Glass Drill Bit
Drill Bits for Glass Buying Guide
Glass can prove one of the more difficult areas of any construction project. It’s combines strength, hardness and a variety of quirks into one substance. However, the best drill bits for glass can turn a difficult project into an easy one.
Luckily, there are drill bits that exist to specifically handle glass. You can drill holes into glass and find next to no noticeable cracks left behind. These drill bits are greatly appreciated by home builders, product manufacturers, remodelers and other construction-oriented personnel. They spare these workers the trouble of having to resort to contacting a personal welder to have holes blow-torched into glass.
How To Drill a Hole in Glass
- Step 1: Make an “X” with two pieces of painter’s or masking tape at the drill site. In the center of the “X,” use a felt-tip marker to indicate the precise spot where the hole will be. The tape will give your bit some traction and keep it from wandering on the otherwise slippery glass surface.
- Step 2: Secure the glass object you’re working with. Lay panes of glass on a pad or other cushioning material. If you’re drilling into a glass bottle and find it easier to work on the object at a slight angle—say, 45 degrees—place the bottle on its side, with the marked drill site facing up, lift by the neck to the angle that feels comfortable and hold the neck to keep it from moving while you drill with the other hand.
- Step 3: Insert a 1/8-inch or 3/32-inch carbide- or diamond-tipped bit into the chuck of a variable-speed drill. Small bits work best for creating a dimple or starter hole in the glass. Don your protective goggles and hold the drill at a right angle (90 degrees) to the glass surface. Begin drilling at a low speed—below 400 rpm—to carve the starter hole; remove the tape when that’s done.
- Step 4: Replace the starter bit with a larger one if your project calls for a wider hole. Continue drilling at about 400 rpm, and apply light pressure on the drill so you won’t crack the glass. High-speed drilling causes overheating and glass-powder buildup at the drill site; it can also ruin the bit.

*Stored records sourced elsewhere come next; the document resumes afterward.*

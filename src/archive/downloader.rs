//! Sequential asset downloading.

use std::path::Path;
use std::sync::Arc;

use futures_util::StreamExt;
use tokio::io::AsyncWriteExt;
use tracing::{error, info};

use crate::archive::ArchiveError;
use crate::config::Config;
use crate::models::AssetRef;
use crate::utils::HttpClient;

/// Outcome of a download batch.
#[derive(Debug, Clone, Default, PartialEq, Eq)]
pub struct DownloadSummary {
    pub attempted: usize,
    pub succeeded: usize,
    pub failed: usize,
}

/// Downloads audio assets one at a time, isolating failures per item.
///
/// A failed item is logged with the offending URL and the batch moves on;
/// one bad asset never aborts its siblings. Downloads overwrite any existing
/// file of the same name.
#[derive(Debug, Clone)]
pub struct AssetDownloader {
    client: Arc<HttpClient>,
}

impl AssetDownloader {
    /// Create a downloader, building an HTTP client from the configuration.
    pub fn new(config: &Config) -> Result<Self, ArchiveError> {
        Ok(Self {
            client: Arc::new(HttpClient::from_config(config)?),
        })
    }

    /// Create with an existing HTTP client (shared with the fetcher).
    pub fn with_client(client: Arc<HttpClient>) -> Self {
        Self { client }
    }

    /// Download every asset in `targets` into `path`, sequentially.
    pub async fn download_all(&self, path: &Path, targets: &[AssetRef]) -> DownloadSummary {
        if targets.is_empty() {
            info!("No files found to download");
            return DownloadSummary::default();
        }

        info!("A total of {} files will be downloaded", targets.len());

        let mut summary = DownloadSummary {
            attempted: targets.len(),
            ..Default::default()
        };
        for (i, target) in targets.iter().enumerate() {
            info!(
                "Saving file {}/{}: {}",
                i + 1,
                targets.len(),
                target.file_name()
            );
            let url = target.download_url();
            match self.download_one(&url, &path.join(target.file_name())).await {
                Ok(()) => summary.succeeded += 1,
                Err(e) => {
                    error!("Failed to download {}: {}", url, e);
                    summary.failed += 1;
                }
            }
        }

        info!(
            "Downloaded {}/{} files ({} failed)",
            summary.succeeded, summary.attempted, summary.failed
        );
        summary
    }

    /// Stream one asset body to disk.
    async fn download_one(&self, url: &str, dest: &Path) -> Result<(), ArchiveError> {
        let response = self.client.client().get(url).send().await?;

        if !response.status().is_success() {
            return Err(ArchiveError::Api(format!(
                "Server returned status {}",
                response.status()
            )));
        }

        let mut file = tokio::fs::File::create(dest).await?;
        let mut stream = response.bytes_stream();
        while let Some(chunk) = stream.next().await {
            let chunk = chunk?;
            file.write_all(&chunk).await?;
        }
        file.flush().await?;
        Ok(())
    }
}
//! Configuration management.

use std::path::PathBuf;

use crate::archive::ArchiveError;

/// Default base endpoint for the xeno-canto recordings API.
pub const DEFAULT_API_BASE: &str = "https://xeno-canto.org/api/3/recordings";

/// Placeholder value that signals an unconfigured API key.
pub const API_KEY_PLACEHOLDER: &str = "YOUR_API_KEY_HERE";

/// Application configuration.
///
/// The API key is required by the v3 recordings API and is read from the
/// `XENO_CANTO_API_KEY` environment variable by default. [`Config::validate`]
/// must be called before any network activity so a missing key fails fast.
#[derive(Debug, Clone)]
pub struct Config {
    /// xeno-canto API key (required).
    pub api_key: String,

    /// Base URL of the recordings search endpoint.
    pub api_base: String,

    /// Root directory under which per-query subdirectories are created.
    pub data_dir: PathBuf,

    /// User agent sent with every request. Some asset origin servers reject
    /// requests that lack one.
    pub user_agent: String,

    /// Accept invalid TLS certificates. Off by default; only enable for
    /// archives behind broken middleboxes.
    pub accept_invalid_certs: bool,
}

impl Default for Config {
    fn default() -> Self {
        Self {
            api_key: std::env::var("XENO_CANTO_API_KEY").unwrap_or_default(),
            api_base: DEFAULT_API_BASE.to_string(),
            data_dir: default_data_dir(),
            user_agent: default_user_agent(),
            accept_invalid_certs: false,
        }
    }
}

impl Config {
    /// Create a configuration with an explicit API key.
    pub fn with_api_key(api_key: impl Into<String>) -> Self {
        Self {
            api_key: api_key.into(),
            ..Default::default()
        }
    }

    /// Check that the API key is usable.
    ///
    /// An empty key or the placeholder value is a configuration error, not a
    /// network error, and is reported before any request is issued.
    pub fn validate(&self) -> Result<(), ArchiveError> {
        if self.api_key.is_empty() || self.api_key == API_KEY_PLACEHOLDER {
            return Err(ArchiveError::Config(
                "API key is not set. Get a key from xeno-canto.org and export \
                 XENO_CANTO_API_KEY"
                    .to_string(),
            ));
        }
        Ok(())
    }
}

fn default_data_dir() -> PathBuf {
    PathBuf::from("data")
}

fn default_user_agent() -> String {
    format!("{}/{}", env!("CARGO_PKG_NAME"), env!("CARGO_PKG_VERSION"))
}

#[cfg(test)]
mod tests {
    use super::*;

    #[test]
    fn test_validate_rejects_empty_key() {
        let config = Config {
            api_key: String::new(),
            ..Config::with_api_key("x")
        };
        assert!(config.validate().is_err());
    }

    #[test]
    fn test_validate_rejects_placeholder_key() {
        let config = Config::with_api_key(API_KEY_PLACEHOLDER);
        assert!(config.validate().is_err());
    }

    #[test]
    fn test_validate_accepts_real_key() {
        let config = Config::with_api_key("1e6a9aa9802ece76fb29a052bab47076");
        assert!(config.validate().is_ok());
    }
}
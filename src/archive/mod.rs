//! Talking to the xeno-canto archive: paginated metadata fetch, stored-page
//! field extraction, and sequential asset download.
//!
//! Error handling follows a two-tier policy. Metadata fetching is
//! all-or-nothing: any HTTP or parse failure aborts the run, because
//! extraction assumes a contiguous, complete set of page files. Asset
//! downloads are best-effort: each item is isolated and a failure is logged
//! and skipped.

mod downloader;
mod extract;
mod fetcher;

pub use downloader::{AssetDownloader, DownloadSummary};
pub use extract::FieldExtractor;
pub use fetcher::{FetchSummary, MetadataFetcher};

/// File name for a stored metadata page.
pub(crate) fn page_file_name(page: u32) -> String {
    format!("jsondata_p{}.json", page)
}

/// Errors that can occur when interacting with the archive.
#[derive(Debug, thiserror::Error)]
pub enum ArchiveError {
    /// Network or HTTP error
    #[error("Network error: {0}")]
    Network(String),

    /// API error from the archive
    #[error("API error: {0}")]
    Api(String),

    /// JSON parsing error
    #[error("Parse error: {0}")]
    Parse(String),

    /// IO error (file system)
    #[error("IO error: {0}")]
    Io(#[from] std::io::Error),

    /// Invalid or missing configuration
    #[error("Configuration error: {0}")]
    Config(String),
}

impl From<reqwest::Error> for ArchiveError {
    fn from(err: reqwest::Error) -> Self {
        ArchiveError::Network(err.to_string())
    }
}

impl From<serde_json::Error> for ArchiveError {
    fn from(err: serde_json::Error) -> Self {
        ArchiveError::Parse(format!("JSON: {}", err))
    }
}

- Step 5: While the entry hole will be generally clean and smooth, the edges of the exit hole might be sharp. Gently file down any chips or jaggedness with a 600-grit diamond file that fits into the hole. Rinse to remove all residual dust.
What should the right drill bit be made out of?
Drills bits that properly cut glass without it cracking or shattering are made of tungsten carbide, diamond or have diamond coating. All other drill bits are better made for materials such as wood, plastic and masonry. Selecting the right drill bit material is important because you want a drill bit that will harm the glass as little as possible.
How fast should I drill?
Start with 700-800 RPM (Revolution per Minutes) and increase it gradually up to 2500-5000 RPM for a round-shaped bit. For core, diamond bits use sloe speed as fast drilling may produce excessive heat due to friction and may lead to burning or even cane fuse the glass you are drilling.
How long will the glass drill bit last?
It all depends on the skill of the person using it. Normally, you will get 70-100 holes, but you will get 1-5 holes only if the materials are tough and abrasive.
Are these better than a hole saw?
Yes, you can say. As these drill bits provide you a cleaner and smooth surface and also including the slugs being pulled out.